[VIDEO VIRAL] Biografi Kocak Wisudawan Cum Laude ITB Davin Kurniawan Bikin Terpingkal-pingkal

Penulis: Eddy Mesakh

Davin Kurniawan, wisudawan Cum Laude ITB jurusan Manajemen SDM yang membuat pesan dan kesan kocak saat diwisuda. (Screenshot video)
Davin Kurniawan, wisudawan Cum Laude ITB jurusan Manajemen SDM yang membuat pesan dan kesan kocak saat diwisuda. (Screenshot video)
Want create site? With Free visual composer you can do it easy.

SURYAKEPRI.COM – Video viral berjudul “Catatan Wisudawan Cum Laude Kocak” viral di dunia maya. Itu adalah rekaman video dari Sidang Terbuka ITB Wisuda Kedua T.A 2018/2019 di Sabuga, Bandung, 6 April 2019 silam.

Catatan kocak Davin Kurniawan dibacakan oleh Wakil Rektor ITB Prof.Ir.
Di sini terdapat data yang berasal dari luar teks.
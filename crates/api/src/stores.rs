//! Postgres-backed implementation of the favourites storage seam.

use doghouse_core::favourites::{FavouriteStore, InsertOutcome};
use doghouse_core::types::DbId;
use doghouse_db::models::dog::Dog;
use doghouse_db::repositories::{DogRepo, FavouriteRepo};
use sqlx::PgPool;

use crate::error::AppError;

/// PostgreSQL foreign key violation.
const FK_VIOLATION: &str = "23503";

/// Adapts [`DogRepo`] and [`FavouriteRepo`] to [`FavouriteStore`].
pub struct PgFavouriteStore<'a> {
    pool: &'a PgPool,
}

impl<'a> PgFavouriteStore<'a> {
    pub fn new(pool: &'a PgPool) -> Self {
        Self { pool }
    }
}

impl FavouriteStore for PgFavouriteStore<'_> {
    type Dog = Dog;
    type Error = AppError;

    async fn dog_exists(&self, dog_id: DbId) -> Result<bool, AppError> {
        Ok(DogRepo::exists(self.pool, dog_id).await?)
    }

    async fn favourite_exists(&self, user_id: DbId, dog_id: DbId) -> Result<bool, AppError> {
        Ok(FavouriteRepo::exists(self.pool, user_id, dog_id).await?)
    }

    async fn insert_favourite(
        &self,
        user_id: DbId,
        dog_id: DbId,
    ) -> Result<InsertOutcome, AppError> {
        match FavouriteRepo::insert(self.pool, user_id, dog_id).await {
            Ok(Some(_)) => Ok(InsertOutcome::Inserted),
            Ok(None) => Ok(InsertOutcome::Duplicate),
            Err(sqlx::Error::Database(db_err)) if db_err.code().as_deref() == Some(FK_VIOLATION) => {
                Ok(InsertOutcome::DogMissing)
            }
            Err(e) => Err(e.into()),
        }
    }

    async fn delete_favourite(&self, user_id: DbId, dog_id: DbId) -> Result<bool, AppError> {
        Ok(FavouriteRepo::delete(self.pool, user_id, dog_id).await?)
    }

    async fn list_favourite_dogs(&self, user_id: DbId) -> Result<Vec<Dog>, AppError> {
        Ok(FavouriteRepo::list_dogs_for_user(self.pool, user_id).await?)
    }

    async fn find_favourite_dog(
        &self,
        user_id: DbId,
        dog_id: DbId,
    ) -> Result<Option<Dog>, AppError> {
        Ok(FavouriteRepo::find_dog_for_user(self.pool, user_id, dog_id).await?)
    }
}
#![allow(dead_code)]

use std::path::Path;
use std::sync::Arc;

use axum::body::Body;
use axum::http::{Method, Request, Response};
use axum::Router;
use doghouse_api::auth::jwt::{generate_access_token, JwtConfig};
use doghouse_api::config::ServerConfig;
use doghouse_api::router::build_app_router;
use doghouse_api::state::AppState;
use doghouse_core::breeds::BreedCatalog;
use doghouse_core::roles::WORKER_GROUP;
use doghouse_core::types::DbId;
use http_body_util::BodyExt;
use sqlx::PgPool;
use tower::ServiceExt;

/// Build a test `ServerConfig` with safe defaults.
pub fn test_config() -> ServerConfig {
    let manifest_dir = Path::new(env!("CARGO_MANIFEST_DIR"));
    ServerConfig {
        host: "127.0.0.1".to_string(),
        port: 0,
        cors_origins: vec!["http://localhost:5173".to_string()],
        request_timeout_secs: 30,
        breeds_path: manifest_dir.join("../../resources/dog_breeds.json"),
        jwt: JwtConfig {
            secret: "test-secret-that-is-long-enough-for-hmac".to_string(),
            access_token_expiry_mins: 15,
        },
    }
}

/// Build the full application router with all middleware layers, using the
/// given database pool and the bundled breed catalog.
pub fn build_test_app(pool: PgPool) -> Router {
    let config = test_config();
    let breeds = BreedCatalog::load(&config.breeds_path).expect("bundled breed catalog");

    let state = AppState {
        pool,
        config: Arc::new(config.clone()),
        breeds: Arc::new(breeds),
    };

    build_app_router(state, &config)
}

// ---------------------------------------------------------------------------
// Tokens
// ---------------------------------------------------------------------------

pub fn token_for(user_id: DbId, groups: &[&str]) -> String {
    let groups: Vec<String> = groups.iter().map(|g| g.to_string()).collect();
    generate_access_token(user_id, &groups, &test_config().jwt).expect("token generation")
}

pub fn worker_token(user_id: DbId) -> String {
    token_for(user_id, &[WORKER_GROUP])
}

pub fn user_token(user_id: DbId) -> String {
    token_for(user_id, &["volunteers"])
}

// ---------------------------------------------------------------------------
// Requests
// ---------------------------------------------------------------------------

async fn send(
    app: Router,
    method: Method,
    uri: &str,
    token: Option<&str>,
    body: Option<serde_json::Value>,
) -> Response<Body> {
    let mut builder = Request::builder().method(method).uri(uri);
    if let Some(token) = token {
        builder = builder.header("authorization", format!("Bearer {token}"));
    }
    let request = match body {
        Some(json) => builder
            .header("content-type", "application/json")
            .body(Body::from(json.to_string()))
            .unwrap(),
        None => builder.body(Body::empty()).unwrap(),
    };
    app.oneshot(request).await.unwrap()
}

pub async fn get(app: Router, uri: &str) -> Response<Body> {
    send(app, Method::GET, uri, None, None).await
}

pub async fn get_auth(app: Router, uri: &str, token: &str) -> Response<Body> {
    send(app, Method::GET, uri, Some(token), None).await
}

pub async fn post_json(app: Router, uri: &str, body: serde_json::Value) -> Response<Body> {
    send(app, Method::POST, uri, None, Some(body)).await
}

pub async fn post_json_auth(
    app: Router,
    uri: &str,
    body: serde_json::Value,
    token: &str,
) -> Response<Body> {
    send(app, Method::POST, uri, Some(token), Some(body)).await
}

pub async fn put_json_auth(
    app: Router,
    uri: &str,
    body: serde_json::Value,
    token: &str,
) -> Response<Body> {
    send(app, Method::PUT, uri, Some(token), Some(body)).await
}

/// POST a body that is sent verbatim, for requests that are not valid JSON.
pub async fn post_raw_auth(app: Router, uri: &str, body: &str, token: &str) -> Response<Body> {
    let request = Request::builder()
        .method(Method::POST)
        .uri(uri)
        .header("authorization", format!("Bearer {token}"))
        .header("content-type", "application/json")
        .body(Body::from(body.to_string()))
        .unwrap();
    app.oneshot(request).await.unwrap()
}

pub async fn delete_auth(app: Router, uri: &str, token: &str) -> Response<Body> {
    send(app, Method::DELETE, uri, Some(token), None).await
}

/// Collect a response body and parse it as JSON.
pub async fn body_json(response: Response<Body>) -> serde_json::Value {
    let bytes = response.into_body().collect().await.unwrap().to_bytes();
    serde_json::from_slice(&bytes).unwrap()
}

// ---------------------------------------------------------------------------
// Fixtures
// ---------------------------------------------------------------------------

/// A payload that passes every validation rule.
pub fn pluto() -> serde_json::Value {
    serde_json::json!({
        "name": "Pluto",
        "breed": "Great Dane",
        "sex": "M",
        "birth_date": "2019-04-02",
        "entry_date": "2020-01-15",
        "neutered": true,
        "description": "Loves long walks.",
        "estimated_adult_size": "XL",
        "picture": "https://i.imgur.com/pluto.png",
    })
}

/// Create a dog through the API as a worker and return its id.
pub async fn create_dog(pool: &PgPool, body: serde_json::Value) -> DbId {
    let app = build_test_app(pool.clone());
    let response = post_json_auth(app, "/api/v1/dogs", body, &worker_token(999)).await;
    assert_eq!(response.status(), axum::http::StatusCode::CREATED);
    body_json(response).await["data"]["id"].as_i64().unwrap()
}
Bermawi Priyatna Iskandar M.Sc.,Ph.D.

Para Guru Besar, wisudawan, dan seluruh hadirin terpingkal-pingkal saat Prof Priyatna membacakan kesan-kesan Davin Kurniawan, Wisudawan Cum Laude dari Prodi Fakultas Manajemen SDM.

“Hobi, ini saya bacakan yang tertulis…mmm… hobinya mmmmm… begitu ya,” ujar Prof Priyatna, membuat hadirin terbahak.

BACA JUGA:

“Hobi saya adalah belajar. Banyak belajarnya nih… belajar untuk irit mulai besok, belajar untuk bermain game online, belajar untuk nonton anime, dan belajar untuk menerima kenyataan, bahwa dia bukan milik saya lagi,” tulis Davin yang dibacakan Prof Priyatna, disambut  tawa hadirin.

“Davin, ini mumpung masih di ITB, mudah-mudahan dapat penggantinya,” ujar sang profesor.

‘Kesan-kesan dan prestasi dalam belajar, “mengerjakan pekerjaan dengan sistem kebut semalam merupakan kekayaan khas bangsa Indonesia yang patut dilestarikan,” tulis Davin. Lagi-lagi membuat hadirin terpingkal-pingkal.

‘Pengalaman lain yang sangat berkesan, “saya bersyukur walau Tuhan menciptakan saya dengan wajah yang unik dan minimalis, tetapi di ITB inilah saya bertemu seseorang wanita yang menjadi tambatan hati saya.”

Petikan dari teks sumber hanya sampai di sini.